What is the number of lines in the entries that include the word "debug"? Respond with the number only.
━━━ Data supplied ━━━
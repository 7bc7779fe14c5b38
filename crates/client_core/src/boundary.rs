//! Adapter that routes every transport call through an interceptor pipeline.

use std::{cell::Cell, collections::BTreeMap, sync::Arc};

use serde_json::Value;
use shared::{RequestConfig, RequestId, ResponseEnvelope};
use tracing::debug;

use crate::{interceptor::Pipeline, promise::Promise, scheduler::Scheduler, transport::Transport};

pub type HttpPipeline = Pipeline<ResponseEnvelope, ResponseEnvelope>;
pub type HttpPromise = Promise<ResponseEnvelope, ResponseEnvelope>;

pub struct HttpBoundary {
    scheduler: Scheduler,
    transport: Arc<dyn Transport>,
    pipeline: HttpPipeline,
    default_headers: BTreeMap<String, String>,
    next_request_id: Cell<u64>,
}

impl HttpBoundary {
    pub fn new(
        scheduler: &Scheduler,
        transport: Arc<dyn Transport>,
        pipeline: HttpPipeline,
    ) -> Self {
        Self {
            scheduler: scheduler.clone(),
            transport,
            pipeline,
            default_headers: BTreeMap::new(),
            next_request_id: Cell::new(1),
        }
    }

    /// Header added to every request that does not set it itself.
    pub fn with_default_header(
        mut self,
        name: impl Into<String>,
        value: impl Into<String>,
    ) -> Self {
        self.default_headers.insert(name.into(), value.into());
        self
    }

    pub fn pipeline(&self) -> &HttpPipeline {
        &self.pipeline
    }

    /// Sends `config` through the transport. Must be called inside a tokio
    /// `LocalSet`.
    pub fn request(&self, mut config: RequestConfig) -> HttpPromise {
        let id = self.next_request_id.get();
        self.next_request_id.set(id + 1);
        config.request_id = RequestId(id);
        for (name, value) in &self.default_headers {
            config
                .headers
                .entry(name.clone())
                .or_insert_with(|| value.clone());
        }

        debug!(request_id = id, method = %config.method, url = %config.url, "dispatching request");
        let transport = self.transport.clone();
        self.intercept_with(|scheduler| {
            scheduler.spawn(async move { transport.execute(config).await })
        })
    }

    /// Passes a promise produced outside the transport through the pipeline.
    pub fn intercept(&self, raw: &HttpPromise) -> HttpPromise {
        self.intercept_with(|_| raw.clone())
    }

    fn intercept_with(&self, start: impl FnOnce(&Scheduler) -> HttpPromise) -> HttpPromise {
        self.pipeline.dispatch();
        let raw = start(&self.scheduler);
        self.pipeline.wrap(&raw)
    }

    pub fn get(&self, url: impl Into<String>) -> HttpPromise {
        self.request(RequestConfig::get(url))
    }

    pub fn post(&self, url: impl Into<String>, body: Value) -> HttpPromise {
        self.request(RequestConfig::post(url, body))
    }

    pub fn put(&self, url: impl Into<String>, body: Value) -> HttpPromise {
        self.request(RequestConfig::put(url, body))
    }

    pub fn delete(&self, url: impl Into<String>) -> HttpPromise {
        self.request(RequestConfig::delete(url))
    }
}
━━━
§ Answer area: 2